Eu sempre fui um cara que gosta de fazer caminhadas sozinho. Quis, naquela noite, rodar o quarteirão para sentir os cortes gelados dos ventos sulistas no rosto — talvez uma das inúmeras maneiras de me sentir vivo. Quando estava voltando (pois os ventos sulistas realmente cortam nossa pele), te avistei sentada nos fundos do hotel, parada, olhando para o céu. Uma cena incomum, mas depois percebi que é o que você faz.

Me aproximei, e foi o nosso primeiro contato. Você estava sentada no chão, de pernas cruzadas, bebendo uma garrafa de alguma bebida alcoólica a qual nunca identifiquei, com um maço de cigarro intacto do seu lado, fones de ouvido ouvindo Elliott Smith e provavelmente outras canções tristes. Você revezava entre olhar o céu e o maço (ainda intacto), e o líquido alcoólico nem recebia sua atenção visual, apenas era parte de um processo mecânico que frequentemente ia à sua boca. Instantaneamente você me olhou estranho, óbvio, eu cortei o seu momento intimista solitário. Peço desculpas por isso, mas na hora me pareceu muito convidativo. Eu precisava te conhecer.

E realmente, como eu precisava. Que mulher incrível você é.

Conversamos um pouco, perguntei o motivo do maço fechado ser tão interessante de ser observado. Você disse que tinha parado de fumar, e comprou um maço justamente para se provocar e não cair na vontade. Disse também, “antes que eu perguntasse”, que tinha insônia e muitos outros problemas, e preferia beber ao ar livre vendo as estrelas para acalmar seus demônios internos. Eu não conseguia parar de achar isso louco e interessante. Em um dia, me vi fascinado por você. Simplesmente uma pessoa que todos deveriam conhecer.

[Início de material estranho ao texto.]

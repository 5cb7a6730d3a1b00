/// Errors raised while validating model inputs.
mod error;

/// The six model parameters and their domains.
mod parameters;

/// Cell counts (s, r).
mod state;

/// The right-hand side of the ODE system.
mod derivative;

/// Fixed points of the model.
mod equilibria;

pub use error::*;
pub use parameters::*;
pub use state::*;
pub use derivative::*;
pub use equilibria::*;

use std::fmt;
use std::fs;
use std::path::Path;
use std::error::Error;
use serde::{Serialize, Deserialize};

use ds_model::Parameters;
use ds_model::ParameterValues;
use ds_model::State;

use crate::simulation::{Scenario, SimulationError, TimeSpan};
use crate::trajectory::{Sample, Trajectory};

#[derive(Debug)]
pub enum TrajectoryError {
    Io(std::io::Error),
    Json(serde_json::Error),
    InvalidScenario(SimulationError),
    SampleCountMismatch { found: usize, expected: usize },
    TimeMismatch { index: usize, file_time: f64, expected_time: f64 },
    NonFiniteSample(usize),
}

impl fmt::Display for TrajectoryError {
    fn fmt(&self, f: &mut fmt::Formatter<'_>) -> fmt::Result {
        match self {
            Self::Io(e) => write!(f, "I/O error: {}", e),
            Self::Json(e) => write!(f, "JSON parse error: {}", e),
            Self::InvalidScenario(e) => write!(f, "invalid scenario in trajectory file: {}", e),
            Self::SampleCountMismatch { found, expected } =>
                write!(f, "Trajectory file has {found} samples, expected {expected}"),
            Self::TimeMismatch { index, file_time, expected_time } =>
                write!(f, "Time mismatch at sample {index}: {file_time} vs {expected_time}"),
            Self::NonFiniteSample(index) =>
                write!(f, "Sample {index} contains non-finite values"),
        }
    }
}

impl Error for TrajectoryError {
    fn source(&self) -> Option<&(dyn Error + 'static)> {
        match self {
            Self::Io(e) => Some(e),
            Self::Json(e) => Some(e),
            Self::InvalidScenario(e) => Some(e),
            _ => None,
        }
    }
}

impl From<std::io::Error> for TrajectoryError {
    fn from(e: std::io::Error) -> Self { Self::Io(e) }
}

impl From<serde_json::Error> for TrajectoryError {
    fn from(e: serde_json::Error) -> Self { Self::Json(e) }
}

impl From<SimulationError> for TrajectoryError {
    fn from(e: SimulationError) -> Self { Self::InvalidScenario(e) }
}

/// On-disk form of a trajectory. Parameters are stored unvalidated so that a
/// bad file yields a domain error rather than a JSON error.
#[derive(Debug, Serialize, Deserialize)]
pub struct SerializableTrajectory {
    initial: State,
    parameters: ParameterValues,
    t_start: f64,
    t_end: f64,
    n_points: usize,
    samples: Vec<Sample>,
}

impl Trajectory {
    pub fn to_serializable(&self) -> SerializableTrajectory {
        let scenario = self.scenario();
        SerializableTrajectory {
            initial: scenario.initial,
            parameters: scenario.parameters.values(),
            t_start: scenario.span.start,
            t_end: scenario.span.end,
            n_points: scenario.n_points,
            samples: self.samples().to_vec(),
        }
    }

    pub fn to_json(&self) -> Result<String, TrajectoryError> {
        Ok(serde_json::to_string_pretty(&self.to_serializable())?)
    }

    /// Rebuild a trajectory, checking the scenario and the grid contract.
    pub fn from_serializable(serial: SerializableTrajectory) -> Result<Self, TrajectoryError> {
        let parameters = Parameters::try_from(serial.parameters).map_err(SimulationError::from)?;
        let span = TimeSpan::new(serial.t_start, serial.t_end);
        let scenario = Scenario::new(serial.initial, parameters, span, serial.n_points)?;

        if serial.samples.len() != scenario.n_points {
            return Err(TrajectoryError::SampleCountMismatch {
                found: serial.samples.len(),
                expected: scenario.n_points,
            });
        }

        for (index, (sample, expected_time)) in serial.samples.iter()
            .zip(span.grid(scenario.n_points))
            .enumerate()
        {
            if (sample.t - expected_time).abs() >= 1e-9 {
                return Err(TrajectoryError::TimeMismatch {
                    index,
                    file_time: sample.t,
                    expected_time,
                });
            }
            if !sample.s.is_finite() || !sample.r.is_finite() {
                return Err(TrajectoryError::NonFiniteSample(index));
            }
        }
        Ok(Trajectory::new(scenario, serial.samples))
    }

    pub fn from_json(data: &str) -> Result<Self, TrajectoryError> {
        let serial: SerializableTrajectory = serde_json::from_str(data)?;
        Self::from_serializable(serial)
    }

    /// Load a trajectory from a JSON file.
    pub fn from_file<P: AsRef<Path>>(path: P) -> Result<Self, TrajectoryError> {
        let data = fs::read_to_string(path)?;
        Self::from_json(&data)
    }

    pub fn to_file<P: AsRef<Path>>(&self, path: P) -> Result<(), TrajectoryError> {
        fs::write(path, self.to_json()?)?;
        Ok(())
    }
}
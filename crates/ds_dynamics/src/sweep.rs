use log::info;

use ds_model::ParameterName;
use ds_model::State;

use crate::simulation::{Scenario, SimulationError};
use crate::trajectory::Trajectory;
use crate::views::LabelBy;

/// One parameter varied over a list of values, all else taken from `base`.
#[derive(Debug, Clone)]
pub struct Sweep {
    pub base: Scenario,
    pub parameter: ParameterName,
    pub values: Vec<f64>,
}

impl Sweep {
    pub fn new(base: Scenario, parameter: ParameterName, values: Vec<f64>) -> Self {
        Self { base, parameter, values }
    }

    /// `steps` evenly spaced values from `from` to `to` (inclusive).
    pub fn linear(base: Scenario, parameter: ParameterName, from: f64, to: f64, steps: usize) -> Self {
        let values = match steps {
            0 => vec![],
            1 => vec![from],
            _ => (0..steps)
                .map(|i| if i + 1 == steps { to } else { from + (to - from) * i as f64 / (steps - 1) as f64 })
                .collect(),
        };
        Self::new(base, parameter, values)
    }

    /// Every scenario of the sweep, validated before anything is integrated.
    pub fn scenarios(&self) -> Result<Vec<Scenario>, SimulationError> {
        self.values.iter()
            .map(|&v| -> Result<Scenario, SimulationError> {
                Ok(self.base.with_parameters(self.base.parameters.with(self.parameter, v)?))
            })
            .collect()
    }

    /// Run all scenarios in order. The first failure aborts the sweep.
    pub fn run(&self) -> Result<Vec<Trajectory>, SimulationError> {
        let scenarios = self.scenarios()?;
        info!("Sweeping {} over {} values", self.parameter, scenarios.len());
        scenarios.iter().map(Scenario::run).collect()
    }

    /// Legend labelling matching this sweep.
    pub fn label_by(&self) -> LabelBy {
        LabelBy::Parameter(self.parameter)
    }
}

/// One trajectory per initial state, sharing the parameters, span and grid of
/// `base`. The first failure aborts the scan.
pub fn initial_condition_scan(base: &Scenario, initial_states: &[State]) -> Result<Vec<Trajectory>, SimulationError> {
    let scenarios = initial_states.iter()
        .map(|&x| base.with_initial(x))
        .collect::<Result<Vec<_>, _>>()?;
    info!("Scanning {} initial conditions", scenarios.len());
    scenarios.iter().map(Scenario::run).collect()
}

O potencial que você será e que nunca verá

As promessas que você apenas fará

Após a última gota ser levada à sua boca, você perguntou o meu nome e se despediu. “Até amanhã, Fernando, espero que durma bem!” e saiu andando, me deixando abobado. Quem era essa pessoa que sempre trabalhou no mesmo local que eu e eu nunca tinha visto?

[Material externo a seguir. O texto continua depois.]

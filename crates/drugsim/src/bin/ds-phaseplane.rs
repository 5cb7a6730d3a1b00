use clap::Parser;
use anyhow::Result;
use colored::*;
use log::info;

use ds_model::State;
use ds_model::equilibria;
use ds_dynamics::Scenario;
use ds_dynamics::sweep::initial_condition_scan;
use ds_dynamics::views::{LabelBy, Overlay};
use ds_dynamics::trajectory_plotting::{plot_phase_plane, plot_time_series};

use drugsim::init_logging;
use drugsim::input_parsers::{parse_state, read_initial_conditions_input, default_phase_plane_conditions};
use drugsim::model_parsers::ModelArguments;
use drugsim::simulation_parsers::{TimeSpanArguments, OutputArguments};
use drugsim::report::{overlay_table, equilibria_summary};

#[derive(Debug, Parser)]
#[command(name = "ds-phaseplane")]
#[command(version, about = "Phase plane of sensitive vs resistant cells")]
pub struct Cli {
    /// Initial condition "S0,R0" (repeatable).
    #[arg(short, long = "init", value_name = "S0,R0", value_parser = parse_state)]
    inits: Vec<State>,

    /// File with one "S0 R0" pair per line, or "-" for stdin.
    #[arg(long, value_name = "FILE", conflicts_with = "inits")]
    init_file: Option<String>,

    /// Also plot all trajectories over time.
    #[arg(long)]
    timecourse: bool,

    /// Verbosity (-v, -vv).
    #[arg(short, long, action = clap::ArgAction::Count)]
    verbose: u8,

    #[command(flatten, next_help_heading = "Output")]
    output: OutputArguments,

    #[command(flatten, next_help_heading = "Simulation parameters")]
    simulation: TimeSpanArguments,

    #[command(flatten, next_help_heading = "Model parameters")]
    model: ModelArguments,
}

fn main() -> Result<()> {
    let cli = Cli::parse();
    init_logging(cli.verbose);
    cli.simulation.validate()?;

    let parameters = cli.model.build_parameters()?;
    let states = if let Some(input) = &cli.init_file {
        read_initial_conditions_input(input)?
    } else if !cli.inits.is_empty() {
        cli.inits.clone()
    } else {
        default_phase_plane_conditions(&parameters)
    };
    info!("{} initial conditions", states.len());

    let base = Scenario::new(states[0], parameters, cli.simulation.span(), cli.simulation.points)?;
    let trajectories = initial_condition_scan(&base, &states)?;

    let points = equilibria(&parameters);
    println!("{}", parameters);
    println!("Equilibria:\n{}", equilibria_summary(&points));
    print!("{}", overlay_table(&trajectories, LabelBy::InitialCondition));

    for traj in &trajectories {
        let negative = traj.negative_excursions();
        if !negative.is_empty() {
            println!("{}", format!("{}: {} samples with negative cell counts",
                traj.scenario().initial, negative.len()).red());
        }
    }

    let overlay = Overlay::new(&trajectories, LabelBy::InitialCondition);
    let filename = cli.output.svg("phaseplane");
    let title = format!("Phase Plane Analysis (C = {})", parameters.conc());
    plot_phase_plane(&overlay, &points, &filename, &title)?;
    println!("{} {}", "Plot written to:".green(), filename);

    if cli.timecourse {
        let filename = cli.output.svg("timecourse");
        plot_time_series(&overlay, &filename, "Cells Population Dynamics")?;
        println!("{} {}", "Plot written to:".green(), filename);
    }

    for (i, traj) in trajectories.iter().enumerate() {
        if let Some(path) = cli.output.trajectory_path(i, trajectories.len()) {
            traj.to_file(&path)?;
            println!("Trajectory stored in: {}", path.display());
        }
    }

    Ok(())
}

O dia se tornara tedioso e lento. Eu não trabalhava na mesma área que você; na verdade, eu odiava a sua área. Nunca me imaginei ficar tão interessado por trabalhar nela. Tudo que você fazia eu me perguntava “o que ela achou de interessante nisso? Com certeza tem algo que eu deixei passar”. Era algo tão idiota, logo eu, parecendo um adolescente. Mas, de alguma forma, tudo o que você gosta tem que ser interessante, e talvez só não consigo ter um olhar como o seu.

Dias longos e noites curtas. Toda noite ia te procurar naquele seu cantinho, escondido até mesmo do estacionamento dos fundos. Surpreendentemente você ia sempre, mas em horários diferentes. Difícil admitir, mas eu fiz o papel de trouxa de ir várias vezes até te achar. Não ligava e não ligo.

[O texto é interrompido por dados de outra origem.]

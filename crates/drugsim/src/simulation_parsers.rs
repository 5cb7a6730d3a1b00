use std::path::PathBuf;
use clap::Args;
use anyhow::Result;
use anyhow::bail;

use ds_dynamics::TimeSpan;

#[derive(Debug, Args)]
pub struct TimeSpanArguments {
    /// Simulation start time.
    #[arg(long, default_value_t = 0.0)]
    pub t_start: f64,

    /// Simulation stop time (hours).
    #[arg(long, default_value_t = 700.0)]
    pub t_end: f64,

    /// Number of evenly spaced output points in [t-start, t-end].
    #[arg(short = 'n', long, default_value_t = 500)]
    pub points: usize,
}

impl TimeSpanArguments {
    /// Validate that all parameters make sense.
    pub fn validate(&self) -> Result<()> {
        if !self.t_start.is_finite() || !self.t_end.is_finite() {
            bail!("t_start ({}) and t_end ({}) must be finite", self.t_start, self.t_end);
        }
        if self.t_end <= self.t_start {
            bail!("t_end ({}) must be greater than t_start ({})", self.t_end, self.t_start);
        }
        if self.points < 2 {
            bail!("need at least 2 output points (got {})", self.points);
        }
        Ok(())
    }

    pub fn span(&self) -> TimeSpan {
        TimeSpan::new(self.t_start, self.t_end)
    }
}

#[derive(Debug, Args)]
pub struct OutputArguments {
    /// Prefix for the generated SVG files.
    #[arg(short, long, default_value = "ds")]
    pub prefix: String,

    /// Store the computed trajectory (JSON) in this file.
    #[arg(long, value_name = "FILE")]
    pub trajectory: Option<PathBuf>,
}

impl OutputArguments {
    pub fn svg(&self, kind: &str) -> String {
        format!("{}_{}.svg", self.prefix, kind)
    }

    /// Where to store trajectory `index` of `count`. Several trajectories
    /// get the index inserted before the extension: `run.json` -> `run_2.json`.
    pub fn trajectory_path(&self, index: usize, count: usize) -> Option<PathBuf> {
        let path = self.trajectory.as_ref()?;
        if count <= 1 {
            return Some(path.clone());
        }
        let stem = path.file_stem().map(|s| s.to_string_lossy().into_owned()).unwrap_or_default();
        let name = match path.extension() {
            Some(ext) => format!("{}_{}.{}", stem, index, ext.to_string_lossy()),
            None => format!("{}_{}", stem, index),
        };
        Some(path.with_file_name(name))
    }
}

No segundo dia desse encontro noturno, resolvi levar uma garrafa também, pois a noite era muito fria e só tinha como ficar do lado de fora bebendo álcool ou em movimento. Conversamos sobre a vida, universo e tudo mais. Afinal, o que somos nós além de poeira de estrelas pensantes numa pedrinha flutuante? Estranho, eu sei, mas você só me contou o seu nome no terceiro dia. Desculpa se pareci um idiota por não ter reparado antes que não sabia o seu nome. Eu não sei explicar o que eu pensava, Carol, só não sei.

Sempre que te encontrava era como um deságue de um rio no mar, mas revezávamos nos papéis. Eu me entregava e você se abria para me receber, e vice-versa. Em poucos dias já sabíamos tanta coisa um do outro. E se me perguntarem, eu continuo sem saber explicar o motivo disso.

Acabe essa bebida comigo agora e esqueça tudo sobre

A pressão dos dias, faça como eu digo

E te deixarei bem, e as manterei afastadas

As imagens presas na sua cabeça

Os resultados dos trabalhos que fomos fazer não estavam dando certo. Cobrança por todos os lados. Faltavam 10 dias ainda e eu não sabia se era bom ou ruim. Queria só chegar no hotel e beber um vinho com você. Deitar sob as estrelas e conversar sobre nossos maiores medos. Horas passavam, mas não rápido o suficiente.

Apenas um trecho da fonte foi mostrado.